§ WORK REQUIRED: The output should consist solely of the line containing "pub fn payload(&self)" and all lines after it through the final line of the entries below, reproduced exactly.

╭─ GIVEN INFORMATION

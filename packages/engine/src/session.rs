//! Per-mount context shared by every field runtime.

use crate::guards::{Breakpoint, FieldGuards, GuardCache, GuardResolver};
use crate::radio::RadioCoordinator;
use formloom_descriptor::{CompiledForm, NodeId};
use serde_json::Value;

#[derive(Debug)]
pub struct FormSession {
    breakpoint: Breakpoint,
    payload: Value,
    pub(crate) radios: RadioCoordinator,
    guard_cache: GuardCache,
}

impl FormSession {
    pub fn new(breakpoint: Breakpoint, payload: Value, radios: RadioCoordinator) -> Self {
        Self {
            breakpoint,
            payload,
            radios,
            guard_cache: GuardCache::default(),
        }
    }

    pub fn breakpoint(&self) -> Breakpoint {
        self.breakpoint
    }

    /// Switch breakpoint; cached guards no longer apply
    pub fn set_breakpoint(&mut self, breakpoint: Breakpoint) -> bool {
        if self.breakpoint == breakpoint {
            return false;
        }
        self.breakpoint = breakpoint;
        self.guard_cache.clear();
        true
    }

    /// Opaque host value handed to every callback
    pub fn payload(&self) -> &Value {
        &self.payload
    }

    pub fn radios(&self) -> &RadioCoordinator {
        &self.radios
    }

    pub fn guards(&mut self, form: &CompiledForm, id: NodeId, data: &Value, version: u64) -> FieldGuards {
        let resolver = GuardResolver {
            form,
            data,
            payload: &self.payload,
            breakpoint: self.breakpoint,
            version,
        };
        resolver.resolve_field(&mut self.guard_cache, id)
    }

    /// Called once a version has been dispatched to every runtime
    pub(crate) fn settle_version(&mut self, version: u64) {
        self.guard_cache.retain_version(version);
    }

    pub(crate) fn teardown(&mut self) {
        self.radios.teardown();
        self.guard_cache.clear();
    }
}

╰─

§ SOLUTION TO THIS PROBLEM:
    pub fn payload(&self) -> &Value {
        &self.payload
    }

    pub fn radios(&self) -> &RadioCoordinator {
        &self.radios
    }

    pub fn guards(&mut self, form: &CompiledForm, id: NodeId, data: &Value, version: u64) -> FieldGuards {
        let resolver = GuardResolver {
            form,
            data,
            payload: &self.payload,
            breakpoint: self.breakpoint,
            version,
        };
        resolver.resolve_field(&mut self.guard_cache, id)
    }

    /// Called once a version has been dispatched to every runtime
    pub(crate) fn settle_version(&mut self, version: u64) {
        self.guard_cache.retain_version(version);
    }

    pub(crate) fn teardown(&mut self) {
        self.radios.teardown();
        self.guard_cache.clear();
    }
}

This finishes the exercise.